_TASK DESCRIPTION_:
Each line in these records that contains "before" counts once. Give the number only.

Dataset entries:
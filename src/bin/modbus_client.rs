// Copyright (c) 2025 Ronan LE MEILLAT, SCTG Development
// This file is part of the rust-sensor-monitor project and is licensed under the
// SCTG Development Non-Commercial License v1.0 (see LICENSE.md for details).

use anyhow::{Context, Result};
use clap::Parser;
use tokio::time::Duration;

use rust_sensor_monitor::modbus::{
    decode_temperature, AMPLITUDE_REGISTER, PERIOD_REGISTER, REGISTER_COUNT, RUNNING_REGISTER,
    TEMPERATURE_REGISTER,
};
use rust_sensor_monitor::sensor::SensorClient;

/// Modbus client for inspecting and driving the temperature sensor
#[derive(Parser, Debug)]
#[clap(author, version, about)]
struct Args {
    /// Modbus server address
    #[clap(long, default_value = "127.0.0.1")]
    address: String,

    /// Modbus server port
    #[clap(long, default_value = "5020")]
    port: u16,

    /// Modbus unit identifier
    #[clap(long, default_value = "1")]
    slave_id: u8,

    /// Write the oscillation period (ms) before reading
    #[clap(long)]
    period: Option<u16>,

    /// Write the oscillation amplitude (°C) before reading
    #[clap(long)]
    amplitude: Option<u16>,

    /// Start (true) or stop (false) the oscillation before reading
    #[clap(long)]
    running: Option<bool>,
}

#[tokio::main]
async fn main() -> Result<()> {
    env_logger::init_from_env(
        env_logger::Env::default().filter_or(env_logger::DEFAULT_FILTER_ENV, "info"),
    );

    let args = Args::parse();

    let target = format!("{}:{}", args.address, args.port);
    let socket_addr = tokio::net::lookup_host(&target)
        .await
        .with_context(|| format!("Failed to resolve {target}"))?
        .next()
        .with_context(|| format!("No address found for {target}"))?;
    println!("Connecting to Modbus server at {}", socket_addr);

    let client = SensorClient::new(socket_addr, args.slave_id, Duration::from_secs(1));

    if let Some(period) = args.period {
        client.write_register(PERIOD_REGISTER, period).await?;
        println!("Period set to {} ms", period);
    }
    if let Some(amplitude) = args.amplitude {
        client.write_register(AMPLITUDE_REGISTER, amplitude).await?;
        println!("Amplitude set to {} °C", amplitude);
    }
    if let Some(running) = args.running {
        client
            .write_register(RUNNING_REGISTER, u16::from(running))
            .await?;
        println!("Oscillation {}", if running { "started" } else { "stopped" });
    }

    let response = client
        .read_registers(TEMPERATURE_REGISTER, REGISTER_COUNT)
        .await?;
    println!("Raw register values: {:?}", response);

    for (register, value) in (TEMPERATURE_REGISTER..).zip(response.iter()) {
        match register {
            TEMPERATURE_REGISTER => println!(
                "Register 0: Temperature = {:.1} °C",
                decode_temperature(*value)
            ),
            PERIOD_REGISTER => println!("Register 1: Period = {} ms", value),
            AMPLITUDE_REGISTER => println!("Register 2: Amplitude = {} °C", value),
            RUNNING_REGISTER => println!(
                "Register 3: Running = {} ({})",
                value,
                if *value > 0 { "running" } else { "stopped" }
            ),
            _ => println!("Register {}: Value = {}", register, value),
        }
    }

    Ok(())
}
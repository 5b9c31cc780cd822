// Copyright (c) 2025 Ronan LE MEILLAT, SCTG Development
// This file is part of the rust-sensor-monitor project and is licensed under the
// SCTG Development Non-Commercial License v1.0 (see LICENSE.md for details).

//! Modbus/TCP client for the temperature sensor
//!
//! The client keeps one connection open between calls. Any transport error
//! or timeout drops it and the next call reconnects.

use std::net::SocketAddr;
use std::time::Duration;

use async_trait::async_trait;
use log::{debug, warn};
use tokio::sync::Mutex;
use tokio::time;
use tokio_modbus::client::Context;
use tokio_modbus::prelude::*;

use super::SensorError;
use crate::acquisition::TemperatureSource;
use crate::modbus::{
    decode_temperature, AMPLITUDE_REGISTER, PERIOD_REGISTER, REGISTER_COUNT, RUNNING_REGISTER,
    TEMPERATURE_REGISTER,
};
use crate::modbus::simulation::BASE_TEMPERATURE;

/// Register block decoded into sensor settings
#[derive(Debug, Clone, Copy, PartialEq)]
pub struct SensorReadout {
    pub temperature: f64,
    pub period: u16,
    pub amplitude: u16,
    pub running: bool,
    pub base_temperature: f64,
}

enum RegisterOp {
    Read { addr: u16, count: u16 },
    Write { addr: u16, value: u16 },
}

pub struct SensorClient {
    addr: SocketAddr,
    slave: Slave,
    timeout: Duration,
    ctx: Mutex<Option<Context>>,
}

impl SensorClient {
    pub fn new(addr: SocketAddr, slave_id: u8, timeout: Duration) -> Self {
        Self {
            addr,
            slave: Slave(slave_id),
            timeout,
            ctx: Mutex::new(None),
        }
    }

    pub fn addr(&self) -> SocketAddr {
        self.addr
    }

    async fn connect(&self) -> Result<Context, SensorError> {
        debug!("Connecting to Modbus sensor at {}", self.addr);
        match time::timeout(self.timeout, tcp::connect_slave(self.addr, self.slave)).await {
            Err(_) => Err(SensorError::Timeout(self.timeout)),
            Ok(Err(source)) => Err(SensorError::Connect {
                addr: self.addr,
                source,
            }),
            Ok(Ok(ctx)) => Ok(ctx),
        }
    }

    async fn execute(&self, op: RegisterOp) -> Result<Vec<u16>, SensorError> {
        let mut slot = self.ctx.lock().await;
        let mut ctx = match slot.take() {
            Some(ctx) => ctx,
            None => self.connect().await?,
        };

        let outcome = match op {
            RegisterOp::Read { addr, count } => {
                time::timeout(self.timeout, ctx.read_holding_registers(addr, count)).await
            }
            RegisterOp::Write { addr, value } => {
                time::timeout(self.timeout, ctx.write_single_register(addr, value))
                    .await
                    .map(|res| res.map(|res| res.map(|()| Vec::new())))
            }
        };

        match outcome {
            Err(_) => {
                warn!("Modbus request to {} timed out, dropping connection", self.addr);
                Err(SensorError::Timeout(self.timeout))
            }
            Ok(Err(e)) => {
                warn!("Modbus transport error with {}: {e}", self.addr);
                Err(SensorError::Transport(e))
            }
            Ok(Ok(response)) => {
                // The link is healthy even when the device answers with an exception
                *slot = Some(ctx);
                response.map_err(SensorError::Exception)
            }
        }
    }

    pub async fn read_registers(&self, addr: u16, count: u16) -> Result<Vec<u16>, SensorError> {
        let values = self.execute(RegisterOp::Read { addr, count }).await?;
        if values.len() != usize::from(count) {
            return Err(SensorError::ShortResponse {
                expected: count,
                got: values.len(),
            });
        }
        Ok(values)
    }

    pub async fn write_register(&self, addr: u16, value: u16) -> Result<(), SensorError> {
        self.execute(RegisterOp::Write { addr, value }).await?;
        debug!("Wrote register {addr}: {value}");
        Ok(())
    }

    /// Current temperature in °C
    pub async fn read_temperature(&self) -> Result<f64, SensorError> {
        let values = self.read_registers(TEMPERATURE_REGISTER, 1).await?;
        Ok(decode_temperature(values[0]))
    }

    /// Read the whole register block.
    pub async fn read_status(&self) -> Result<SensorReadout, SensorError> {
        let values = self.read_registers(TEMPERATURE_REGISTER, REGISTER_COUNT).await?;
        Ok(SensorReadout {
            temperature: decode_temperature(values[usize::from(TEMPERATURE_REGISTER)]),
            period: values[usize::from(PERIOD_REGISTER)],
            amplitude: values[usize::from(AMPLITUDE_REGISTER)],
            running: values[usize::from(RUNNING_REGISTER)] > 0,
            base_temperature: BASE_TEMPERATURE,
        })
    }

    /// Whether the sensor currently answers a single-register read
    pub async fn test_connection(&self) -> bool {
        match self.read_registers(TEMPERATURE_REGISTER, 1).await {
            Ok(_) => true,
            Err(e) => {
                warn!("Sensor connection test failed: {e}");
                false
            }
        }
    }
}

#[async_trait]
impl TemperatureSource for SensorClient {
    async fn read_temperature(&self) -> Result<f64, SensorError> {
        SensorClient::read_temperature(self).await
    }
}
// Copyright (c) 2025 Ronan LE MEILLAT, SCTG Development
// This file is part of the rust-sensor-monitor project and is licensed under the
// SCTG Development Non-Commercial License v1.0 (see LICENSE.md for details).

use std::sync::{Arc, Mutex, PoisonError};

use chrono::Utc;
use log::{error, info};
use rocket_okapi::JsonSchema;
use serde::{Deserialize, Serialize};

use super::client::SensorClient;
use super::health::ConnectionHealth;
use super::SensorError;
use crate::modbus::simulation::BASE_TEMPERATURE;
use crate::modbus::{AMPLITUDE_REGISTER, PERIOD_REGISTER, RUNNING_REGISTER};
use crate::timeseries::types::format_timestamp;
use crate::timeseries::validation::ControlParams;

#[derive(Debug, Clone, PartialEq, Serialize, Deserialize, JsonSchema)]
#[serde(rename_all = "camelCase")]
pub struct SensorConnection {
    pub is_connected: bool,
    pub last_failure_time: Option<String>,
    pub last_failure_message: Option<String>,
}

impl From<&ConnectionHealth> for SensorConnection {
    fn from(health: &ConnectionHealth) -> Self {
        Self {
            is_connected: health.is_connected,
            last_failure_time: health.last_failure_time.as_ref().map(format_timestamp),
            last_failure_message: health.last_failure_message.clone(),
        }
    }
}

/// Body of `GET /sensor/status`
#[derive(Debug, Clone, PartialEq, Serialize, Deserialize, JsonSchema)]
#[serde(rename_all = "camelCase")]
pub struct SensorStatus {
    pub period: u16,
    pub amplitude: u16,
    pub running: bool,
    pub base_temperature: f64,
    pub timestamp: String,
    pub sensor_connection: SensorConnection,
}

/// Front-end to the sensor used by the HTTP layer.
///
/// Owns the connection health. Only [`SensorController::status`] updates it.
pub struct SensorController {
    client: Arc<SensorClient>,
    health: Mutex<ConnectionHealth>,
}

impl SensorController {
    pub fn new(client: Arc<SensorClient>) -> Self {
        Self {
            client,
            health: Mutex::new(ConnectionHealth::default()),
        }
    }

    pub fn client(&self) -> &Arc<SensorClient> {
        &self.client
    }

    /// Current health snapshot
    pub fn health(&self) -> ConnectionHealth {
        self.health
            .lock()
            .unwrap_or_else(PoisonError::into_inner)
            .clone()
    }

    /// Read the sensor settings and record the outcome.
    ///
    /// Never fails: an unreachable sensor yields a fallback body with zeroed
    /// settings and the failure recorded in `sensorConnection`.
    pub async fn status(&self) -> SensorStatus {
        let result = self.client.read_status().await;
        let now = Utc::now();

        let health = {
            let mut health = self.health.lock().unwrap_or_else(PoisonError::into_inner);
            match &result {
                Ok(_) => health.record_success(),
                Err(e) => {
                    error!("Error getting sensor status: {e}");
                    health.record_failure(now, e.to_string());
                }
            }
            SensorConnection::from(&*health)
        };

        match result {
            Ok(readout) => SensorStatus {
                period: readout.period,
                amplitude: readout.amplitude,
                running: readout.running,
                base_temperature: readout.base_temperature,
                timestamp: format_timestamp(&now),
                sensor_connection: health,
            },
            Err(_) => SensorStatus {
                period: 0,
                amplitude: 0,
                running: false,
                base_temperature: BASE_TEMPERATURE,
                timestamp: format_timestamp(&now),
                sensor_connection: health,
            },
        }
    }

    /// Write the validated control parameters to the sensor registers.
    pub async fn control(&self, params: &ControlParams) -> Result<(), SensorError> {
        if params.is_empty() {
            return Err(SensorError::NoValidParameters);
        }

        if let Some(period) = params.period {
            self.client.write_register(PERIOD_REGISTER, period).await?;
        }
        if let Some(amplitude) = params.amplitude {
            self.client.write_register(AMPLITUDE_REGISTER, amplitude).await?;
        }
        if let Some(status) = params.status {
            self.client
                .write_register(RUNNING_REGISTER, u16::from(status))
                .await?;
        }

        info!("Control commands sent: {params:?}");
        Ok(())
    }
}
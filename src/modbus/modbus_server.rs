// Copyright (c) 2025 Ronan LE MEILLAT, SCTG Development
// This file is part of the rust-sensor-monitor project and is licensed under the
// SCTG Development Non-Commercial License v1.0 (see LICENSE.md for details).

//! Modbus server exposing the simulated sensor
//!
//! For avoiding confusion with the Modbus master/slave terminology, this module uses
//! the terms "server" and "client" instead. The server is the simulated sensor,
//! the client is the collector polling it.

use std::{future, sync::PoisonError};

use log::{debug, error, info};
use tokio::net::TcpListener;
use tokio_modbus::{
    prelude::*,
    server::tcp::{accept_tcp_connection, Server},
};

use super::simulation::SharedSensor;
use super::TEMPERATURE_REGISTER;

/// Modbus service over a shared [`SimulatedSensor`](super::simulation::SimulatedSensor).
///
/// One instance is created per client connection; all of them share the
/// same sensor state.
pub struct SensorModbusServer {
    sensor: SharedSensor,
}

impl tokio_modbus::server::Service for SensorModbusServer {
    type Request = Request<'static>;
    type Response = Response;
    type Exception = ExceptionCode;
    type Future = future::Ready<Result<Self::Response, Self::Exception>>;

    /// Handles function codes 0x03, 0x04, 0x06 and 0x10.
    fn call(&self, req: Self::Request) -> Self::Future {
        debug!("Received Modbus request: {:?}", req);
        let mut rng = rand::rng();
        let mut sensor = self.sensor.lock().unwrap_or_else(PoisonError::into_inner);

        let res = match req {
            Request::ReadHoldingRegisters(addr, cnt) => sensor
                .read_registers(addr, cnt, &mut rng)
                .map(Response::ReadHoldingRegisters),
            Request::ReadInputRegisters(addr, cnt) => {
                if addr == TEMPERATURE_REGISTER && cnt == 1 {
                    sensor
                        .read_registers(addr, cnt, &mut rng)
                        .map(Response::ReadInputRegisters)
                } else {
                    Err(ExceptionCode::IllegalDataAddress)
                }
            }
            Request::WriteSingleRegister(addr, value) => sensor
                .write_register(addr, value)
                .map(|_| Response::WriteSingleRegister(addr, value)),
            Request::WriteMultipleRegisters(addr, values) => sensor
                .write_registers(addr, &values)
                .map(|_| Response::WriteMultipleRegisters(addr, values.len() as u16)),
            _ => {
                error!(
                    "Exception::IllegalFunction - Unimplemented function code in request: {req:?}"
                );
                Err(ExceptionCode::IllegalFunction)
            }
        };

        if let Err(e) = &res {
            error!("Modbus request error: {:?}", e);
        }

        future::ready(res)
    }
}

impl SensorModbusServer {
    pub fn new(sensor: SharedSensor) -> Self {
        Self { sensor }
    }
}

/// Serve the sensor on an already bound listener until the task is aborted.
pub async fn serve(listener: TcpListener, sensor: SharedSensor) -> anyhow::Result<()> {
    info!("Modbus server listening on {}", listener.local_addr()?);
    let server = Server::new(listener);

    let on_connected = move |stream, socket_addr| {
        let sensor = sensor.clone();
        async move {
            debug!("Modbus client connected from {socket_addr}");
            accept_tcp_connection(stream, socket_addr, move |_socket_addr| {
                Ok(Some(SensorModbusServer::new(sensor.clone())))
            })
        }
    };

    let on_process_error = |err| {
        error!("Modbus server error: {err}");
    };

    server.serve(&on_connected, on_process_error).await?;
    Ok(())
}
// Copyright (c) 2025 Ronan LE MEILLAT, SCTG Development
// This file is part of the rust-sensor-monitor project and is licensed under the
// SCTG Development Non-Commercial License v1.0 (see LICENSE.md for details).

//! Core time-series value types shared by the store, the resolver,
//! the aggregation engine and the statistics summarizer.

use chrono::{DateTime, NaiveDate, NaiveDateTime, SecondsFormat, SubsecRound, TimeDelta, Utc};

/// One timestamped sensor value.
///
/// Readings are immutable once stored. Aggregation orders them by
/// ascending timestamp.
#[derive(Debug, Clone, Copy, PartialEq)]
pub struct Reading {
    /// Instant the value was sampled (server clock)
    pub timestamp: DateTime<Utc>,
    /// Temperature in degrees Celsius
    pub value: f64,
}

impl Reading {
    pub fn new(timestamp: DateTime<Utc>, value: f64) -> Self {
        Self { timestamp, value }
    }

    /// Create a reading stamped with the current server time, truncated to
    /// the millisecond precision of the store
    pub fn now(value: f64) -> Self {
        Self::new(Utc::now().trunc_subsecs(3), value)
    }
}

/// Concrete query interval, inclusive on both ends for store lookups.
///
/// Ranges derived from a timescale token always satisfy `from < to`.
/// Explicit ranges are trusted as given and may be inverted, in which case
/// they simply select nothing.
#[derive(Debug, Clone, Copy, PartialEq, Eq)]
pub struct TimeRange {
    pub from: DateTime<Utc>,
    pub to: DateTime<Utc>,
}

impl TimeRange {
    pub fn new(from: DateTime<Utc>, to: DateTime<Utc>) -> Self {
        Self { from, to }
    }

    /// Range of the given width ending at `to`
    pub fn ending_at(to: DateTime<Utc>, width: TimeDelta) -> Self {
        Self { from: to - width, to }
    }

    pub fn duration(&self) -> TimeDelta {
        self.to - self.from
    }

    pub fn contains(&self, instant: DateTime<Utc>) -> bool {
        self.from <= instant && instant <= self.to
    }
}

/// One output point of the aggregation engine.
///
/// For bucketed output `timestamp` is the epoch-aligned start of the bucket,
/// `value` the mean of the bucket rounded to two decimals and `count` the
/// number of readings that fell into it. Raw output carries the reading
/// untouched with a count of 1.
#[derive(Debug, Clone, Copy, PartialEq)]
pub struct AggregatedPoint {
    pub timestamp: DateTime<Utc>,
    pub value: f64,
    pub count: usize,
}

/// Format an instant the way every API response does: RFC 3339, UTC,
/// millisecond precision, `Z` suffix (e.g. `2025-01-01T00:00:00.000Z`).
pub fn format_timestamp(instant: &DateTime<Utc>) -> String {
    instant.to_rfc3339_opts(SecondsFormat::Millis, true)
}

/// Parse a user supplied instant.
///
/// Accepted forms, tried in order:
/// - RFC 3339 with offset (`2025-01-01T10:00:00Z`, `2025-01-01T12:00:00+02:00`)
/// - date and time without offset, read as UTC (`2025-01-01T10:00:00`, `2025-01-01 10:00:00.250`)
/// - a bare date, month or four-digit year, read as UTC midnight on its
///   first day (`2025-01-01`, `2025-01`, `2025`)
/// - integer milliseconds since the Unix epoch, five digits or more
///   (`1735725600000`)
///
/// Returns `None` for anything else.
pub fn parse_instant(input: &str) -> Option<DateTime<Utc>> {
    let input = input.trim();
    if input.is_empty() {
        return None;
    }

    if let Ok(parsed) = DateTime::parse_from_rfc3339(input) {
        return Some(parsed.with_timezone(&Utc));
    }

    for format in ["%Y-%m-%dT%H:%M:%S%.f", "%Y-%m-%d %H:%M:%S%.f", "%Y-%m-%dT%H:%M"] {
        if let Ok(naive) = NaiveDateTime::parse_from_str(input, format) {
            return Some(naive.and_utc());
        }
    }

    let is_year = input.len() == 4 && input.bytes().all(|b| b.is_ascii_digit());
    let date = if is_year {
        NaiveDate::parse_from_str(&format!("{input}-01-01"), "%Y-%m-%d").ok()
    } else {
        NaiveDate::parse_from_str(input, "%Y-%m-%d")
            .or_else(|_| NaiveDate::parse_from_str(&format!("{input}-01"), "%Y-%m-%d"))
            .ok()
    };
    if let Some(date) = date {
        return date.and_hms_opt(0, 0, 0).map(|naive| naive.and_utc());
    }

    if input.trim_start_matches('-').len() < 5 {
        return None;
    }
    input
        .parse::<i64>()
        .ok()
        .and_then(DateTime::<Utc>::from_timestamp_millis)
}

_REPLY TO THE TASK_:
3